My manager said he’d never book me with him again and asked if I wanted to work a club that night. I wanted to stay home with the shades down, never to show my face again, but I knew that was the wrong answer. I said yes. It was an MC spot out in NJ. The comic who worked the night before canceled for this night, so I got it.
It’s the next night after the big bombing/losing of my balls episode. And my jeans were too tight. During the day, I called up other comics to talk about what happened. One of my female comic friends told me she’d seen comics cry from that guy. He was famous for this kind of shit. She said, “The funnier you get, the more things like that will happen to you.” Something to look forward to.
They finally opened the doors to the room we would be performing in at the club that night. It was me and two other guys. I looked up to the stage and saw the steps. I breathed a sigh of relief. At least I knew I could get up on the stage. One worry down. One more to go.
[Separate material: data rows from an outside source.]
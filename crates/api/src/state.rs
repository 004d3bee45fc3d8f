//! Application state

use std::sync::Arc;

use copyspark_billing::BillingService;
use copyspark_shared::Config;

/// Shared application state
#[derive(Clone)]
pub struct AppState {
    pub config: Config,
    pub billing: Arc<BillingService>,
}

impl AppState {
    pub fn new(config: Config) -> Self {
        let billing = Arc::new(BillingService::new(&config));
        tracing::info!("Stripe billing service initialized");

        Self { config, billing }
    }
}
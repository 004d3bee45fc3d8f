//! Application configuration
//!
//! All configuration comes from environment variables (with `.env` support
//! via dotenvy at the binary boundary). Every service is constructed from
//! this struct explicitly; nothing reads the environment after startup.

use anyhow::{Context, Result};

/// Runtime configuration for the Copyspark backend
#[derive(Debug, Clone)]
pub struct Config {
    /// Address the API server binds to
    pub bind_addr: String,

    /// Stripe API secret key (sk_...)
    pub stripe_secret_key: String,
    /// Stripe webhook signing secret (whsec_...)
    pub stripe_webhook_secret: String,
    /// Price ID of the Copyspark Pro plan
    pub stripe_price_id: String,
    /// Message shown on the hosted confirmation page after payment
    pub payment_successful_text: String,

    /// Google Cloud project that hosts the Firestore database
    pub firestore_project_id: String,
    /// OAuth bearer token used to authenticate Firestore REST calls
    pub firestore_access_token: String,
    /// Base URL for the Firestore REST API (overridable for the emulator)
    pub firestore_base_url: String,

    /// How many lifetime copy generations a free-plan user gets
    pub max_free_copy_generations: i64,
}

impl Config {
    /// Load configuration from environment variables
    pub fn from_env() -> Result<Self> {
        Ok(Self {
            bind_addr: optional_var("BIND_ADDR", "0.0.0.0:8080"),
            stripe_secret_key: required_var("STRIPE_SECRET_KEY")?,
            stripe_webhook_secret: required_var("STRIPE_WEBHOOK_SECRET")?,
            stripe_price_id: required_var("STRIPE_PRICE_ID")?,
            payment_successful_text: optional_var(
                "PAYMENT_SUCCESSFUL_TEXT",
                "Thanks for upgrading to Copyspark Pro!",
            ),
            firestore_project_id: required_var("FIRESTORE_PROJECT_ID")?,
            firestore_access_token: required_var("FIRESTORE_ACCESS_TOKEN")?,
            firestore_base_url: optional_var(
                "FIRESTORE_BASE_URL",
                "https://firestore.googleapis.com",
            ),
            max_free_copy_generations: optional_var("MAX_FREE_COPY_GENERATIONS", "3")
                .parse()
                .context("MAX_FREE_COPY_GENERATIONS must be an integer")?,
        })
    }
}

fn required_var(name: &str) -> Result<String> {
    std::env::var(name).with_context(|| format!("missing required environment variable {name}"))
}

fn optional_var(name: &str, default: &str) -> String {
    std::env::var(name).unwrap_or_else(|_| default.to_string())
}
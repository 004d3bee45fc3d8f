//! Copy-generation quota routes

use axum::extract::{Path, State};
use axum::Json;

use copyspark_billing::CopyAllowance;

use crate::error::ApiResult;
use crate::state::AppState;

pub async fn check_allowance(
    State(state): State<AppState>,
    Path(user_id): Path<String>,
) -> ApiResult<Json<CopyAllowance>> {
    let allowance = state.billing.quota.check_allowance(&user_id).await?;
    Ok(Json(allowance))
}
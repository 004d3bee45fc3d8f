//! Ledger store
//!
//! The document database behind the reconciler, reduced to the four
//! operations the billing code needs. The production implementation writes
//! to Firestore through the shared REST client; tests use an in-memory
//! mock.
//!
//! Every user write is an absolute overwrite of named fields (never an
//! increment), which is what makes at-least-once webhook redelivery safe.

use async_trait::async_trait;
use serde::Serialize;
use serde_json::{json, Value};
use time::format_description::well_known::Rfc3339;
use time::OffsetDateTime;

use copyspark_shared::FirestoreClient;

use crate::error::{BillingError, BillingResult};
use crate::events::{PlanStatus, WebhookEvent};

pub const EVENTS_COLLECTION: &str = "events";
pub const PAYMENTS_COLLECTION: &str = "payments";
pub const USERS_COLLECTION: &str = "users";

/// Partial update of a user's subscription fields
///
/// Only the fields that are `Some` are written; the store stamps
/// `dateOfLastTransition` itself on every patch.
#[derive(Debug, Clone, Default, PartialEq, Serialize)]
#[serde(rename_all = "camelCase")]
pub struct UserPatch {
    #[serde(skip_serializing_if = "Option::is_none")]
    pub status: Option<PlanStatus>,
    #[serde(skip_serializing_if = "Option::is_none")]
    pub gateway_customer_id: Option<String>,
    #[serde(skip_serializing_if = "Option::is_none")]
    pub latest_subscription_id: Option<String>,
    #[serde(skip_serializing_if = "Option::is_none")]
    pub latest_payment_id: Option<String>,
    #[serde(skip_serializing_if = "Option::is_none")]
    pub latest_invoice_id: Option<String>,
}

impl UserPatch {
    pub fn status(status: PlanStatus) -> Self {
        Self {
            status: Some(status),
            ..Self::default()
        }
    }
}

/// Payment details captured from a completed checkout session
#[derive(Debug, Clone, Default, PartialEq, Serialize)]
#[serde(rename_all = "camelCase")]
pub struct PaymentRecord {
    pub session_id: String,
    #[serde(skip_serializing_if = "Option::is_none")]
    pub user_id: Option<String>,
    #[serde(skip_serializing_if = "Option::is_none")]
    pub gateway_customer_id: Option<String>,
    #[serde(skip_serializing_if = "Option::is_none")]
    pub subscription_id: Option<String>,
    #[serde(skip_serializing_if = "Option::is_none")]
    pub amount_subtotal: Option<i64>,
    #[serde(skip_serializing_if = "Option::is_none")]
    pub amount_total: Option<i64>,
    #[serde(skip_serializing_if = "Option::is_none")]
    pub currency: Option<String>,
    #[serde(skip_serializing_if = "Option::is_none")]
    pub payment_status: Option<String>,
}

impl PaymentRecord {
    /// Lift the interesting fields out of a checkout session object
    pub fn from_checkout_session(object: &Value) -> Self {
        let get_str = |key: &str| {
            object
                .get(key)
                .and_then(Value::as_str)
                .map(str::to_string)
        };
        Self {
            session_id: get_str("id").unwrap_or_default(),
            user_id: object
                .get("metadata")
                .and_then(|m| m.get(crate::gateway::USER_ID_METADATA_KEY))
                .and_then(Value::as_str)
                .map(str::to_string),
            gateway_customer_id: get_str("customer"),
            subscription_id: get_str("subscription"),
            amount_subtotal: object.get("amount_subtotal").and_then(Value::as_i64),
            amount_total: object.get("amount_total").and_then(Value::as_i64),
            currency: get_str("currency"),
            payment_status: get_str("payment_status"),
        }
    }
}

/// A user document, reduced to what billing reads back
#[derive(Debug, Clone, PartialEq)]
pub struct UserRecord {
    pub status: PlanStatus,
    pub lifetime_copy_generations: i64,
}

impl UserRecord {
    pub fn from_fields(fields: &Value) -> Self {
        let status = fields
            .get("status")
            .cloned()
            .and_then(|v| serde_json::from_value(v).ok())
            .unwrap_or(PlanStatus::Free);
        let lifetime_copy_generations = fields
            .get("lifetime_copy_generations")
            .and_then(Value::as_i64)
            .unwrap_or(0);
        Self {
            status,
            lifetime_copy_generations,
        }
    }
}

/// Document store operations used by the billing crate
///
/// Audit records are append-only; user records pre-exist (created at
/// sign-up, outside this crate) and are only ever patched here.
#[async_trait]
pub trait LedgerStore: Send + Sync {
    /// Persist a verified webhook event for audit, stamping `receivedAt`
    async fn append_audit_record(&self, event: &WebhookEvent) -> BillingResult<()>;

    /// Persist the payment details of a completed checkout session
    async fn append_payment(&self, record: &PaymentRecord) -> BillingResult<()>;

    /// Apply a partial update to an existing user document as one atomic
    /// write; fails if the user does not exist
    async fn patch_user(&self, user_id: &str, patch: &UserPatch) -> BillingResult<()>;

    /// Read a user document back (quota gate)
    async fn get_user(&self, user_id: &str) -> BillingResult<UserRecord>;
}

/// Firestore-backed ledger
#[derive(Clone)]
pub struct FirestoreLedger {
    client: FirestoreClient,
}

impl FirestoreLedger {
    pub fn new(client: FirestoreClient) -> Self {
        Self { client }
    }
}

#[async_trait]
impl LedgerStore for FirestoreLedger {
    async fn append_audit_record(&self, event: &WebhookEvent) -> BillingResult<()> {
        let payload = serde_json::to_value(event)
            .map_err(|e| BillingError::Store(format!("unencodable event: {e}")))?;
        let fields = json!({
            "eventId": event.id,
            "type": event.event_type,
            "receivedAt": now_rfc3339(),
            "payload": payload,
        });

        self.client
            .create_document(EVENTS_COLLECTION, fields)
            .await?;
        Ok(())
    }

    async fn append_payment(&self, record: &PaymentRecord) -> BillingResult<()> {
        let mut fields = serde_json::to_value(record)
            .map_err(|e| BillingError::Store(format!("unencodable payment: {e}")))?;
        if let Some(map) = fields.as_object_mut() {
            map.insert("receivedAt".into(), json!(now_rfc3339()));
        }

        self.client
            .create_document(PAYMENTS_COLLECTION, fields)
            .await?;
        Ok(())
    }

    async fn patch_user(&self, user_id: &str, patch: &UserPatch) -> BillingResult<()> {
        let mut fields = serde_json::to_value(patch)
            .map_err(|e| BillingError::Store(format!("unencodable patch: {e}")))?;
        let map = fields
            .as_object_mut()
            .ok_or_else(|| BillingError::Store("patch did not serialize to an object".into()))?;
        map.insert("dateOfLastTransition".into(), json!(now_rfc3339()));

        let field_paths: Vec<String> = map.keys().cloned().collect();
        let paths: Vec<&str> = field_paths.iter().map(String::as_str).collect();

        self.client
            .patch_document(USERS_COLLECTION, user_id, fields.clone(), &paths)
            .await?;

        tracing::info!(user_id, ?patch, "Patched user subscription fields");
        Ok(())
    }

    async fn get_user(&self, user_id: &str) -> BillingResult<UserRecord> {
        let fields = self.client.get_document(USERS_COLLECTION, user_id).await?;
        Ok(UserRecord::from_fields(&fields))
    }
}

fn now_rfc3339() -> String {
    OffsetDateTime::now_utc()
        .format(&Rfc3339)
        .unwrap_or_else(|_| String::from("1970-01-01T00:00:00Z"))
}

#[cfg(test)]
mod tests {
    use super::*;
    use serde_json::json;

    #[test]
    fn user_patch_serializes_only_set_fields() {
        let patch = UserPatch {
            status: Some(PlanStatus::Pro),
            gateway_customer_id: Some("cus_1".into()),
            latest_subscription_id: Some("sub_1".into()),
            latest_payment_id: Some("in_1".into()),
            latest_invoice_id: None,
        };

        let value = serde_json::to_value(&patch).unwrap();
        assert_eq!(
            value,
            json!({
                "status": "Pro",
                "gatewayCustomerId": "cus_1",
                "latestSubscriptionId": "sub_1",
                "latestPaymentId": "in_1",
            })
        );
    }

    #[test]
    fn status_only_patch_has_a_single_field() {
        let value = serde_json::to_value(UserPatch::status(PlanStatus::Free)).unwrap();
        assert_eq!(value, json!({ "status": "Free" }));
    }

    #[test]
    fn payment_record_lifts_checkout_session_fields() {
        let session = json!({
            "id": "cs_1",
            "customer": "cus_1",
            "subscription": "sub_1",
            "amount_subtotal": 900,
            "amount_total": 1000,
            "currency": "usd",
            "payment_status": "paid",
            "metadata": { "userId": "u1" },
        });

        let record = PaymentRecord::from_checkout_session(&session);
        assert_eq!(record.session_id, "cs_1");
        assert_eq!(record.user_id.as_deref(), Some("u1"));
        assert_eq!(record.gateway_customer_id.as_deref(), Some("cus_1"));
        assert_eq!(record.amount_total, Some(1000));
    }

    #[test]
    fn user_record_defaults_missing_fields() {
        let record = UserRecord::from_fields(&json!({}));
        assert_eq!(record.status, PlanStatus::Free);
        assert_eq!(record.lifetime_copy_generations, 0);

        let record = UserRecord::from_fields(&json!({
            "status": "Pro (pending downgrade)",
            "lifetime_copy_generations": 12,
        }));
        assert_eq!(record.status, PlanStatus::ProPendingDowngrade);
        assert_eq!(record.lifetime_copy_generations, 12);
    }

    #[tokio::test]
    async fn patch_user_sends_update_mask_for_each_field() {
        let mut server = mockito::Server::new_async().await;
        let mock = server
            .mock(
                "PATCH",
                "/v1/projects/prop-prose/databases/(default)/documents/users/u1",
            )
            .match_query(mockito::Matcher::AllOf(vec![
                mockito::Matcher::UrlEncoded("currentDocument.exists".into(), "true".into()),
                // mockito's UrlEncoded matcher collapses repeated query keys
                // into a HashMap, so the repeated updateMask.fieldPaths pairs
                // must be matched against the raw query string instead.
                mockito::Matcher::Regex(r"updateMask\.fieldPaths=status(&|$)".into()),
                mockito::Matcher::Regex(
                    r"updateMask\.fieldPaths=dateOfLastTransition(&|$)".into(),
                ),
            ]))
            .with_status(200)
            .with_body("{}")
            .create_async()
            .await;

        let client = FirestoreClient::new(&server.url(), "prop-prose", "token");
        let ledger = FirestoreLedger::new(client);
        ledger
            .patch_user("u1", &UserPatch::status(PlanStatus::Pro))
            .await
            .unwrap();

        mock.assert_async().await;
    }
}
//! Copy-generation quota gate
//!
//! Free users get a fixed lifetime budget of copy generations; paid users
//! (including those with a cancellation scheduled) are unmetered. The gate
//! reads the user's document at call time, so it always reflects the most
//! recent webhook transition.

use std::sync::Arc;

use crate::error::BillingResult;
use crate::ledger::LedgerStore;

/// Result of a quota check
#[derive(Debug, Clone, Copy, PartialEq, Eq, serde::Serialize)]
pub struct CopyAllowance {
    pub allowed: bool,
    /// Remaining free generations; `None` for unmetered paid plans
    #[serde(skip_serializing_if = "Option::is_none")]
    pub remaining: Option<i64>,
}

pub struct CopyQuotaService {
    ledger: Arc<dyn LedgerStore>,
    max_free_copy_generations: i64,
}

impl CopyQuotaService {
    pub fn new(ledger: Arc<dyn LedgerStore>, max_free_copy_generations: i64) -> Self {
        Self {
            ledger,
            max_free_copy_generations,
        }
    }

    /// Whether the user may generate another piece of copy
    ///
    /// Free users need strictly more than one generation left: the last
    /// slot is reserved so the upgrade prompt appears before the budget is
    /// fully spent.
    pub async fn check_allowance(&self, user_id: &str) -> BillingResult<CopyAllowance> {
        let user = self.ledger.get_user(user_id).await?;

        if user.status.is_paid() {
            return Ok(CopyAllowance {
                allowed: true,
                remaining: None,
            });
        }

        let remaining = self.max_free_copy_generations - user.lifetime_copy_generations;
        Ok(CopyAllowance {
            allowed: remaining > 1,
            remaining: Some(remaining.max(0)),
        })
    }
}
The two other guys working the show seemed nice. In every show there’s an MC, a Middle, and a Headliner. The MC warms up the crowd and sets the tone. The Middle, which is considered the best spot because it has the least amount of pressure, usually just does his material. The Headliner is the real pro and brings it all home. As the MC, I got to start. Basically, I’m the sacrificial lamb. Nobody knows how the crowd will be until the first comic gets up there. There’s always an energy you can feel, but still who the fuck knows?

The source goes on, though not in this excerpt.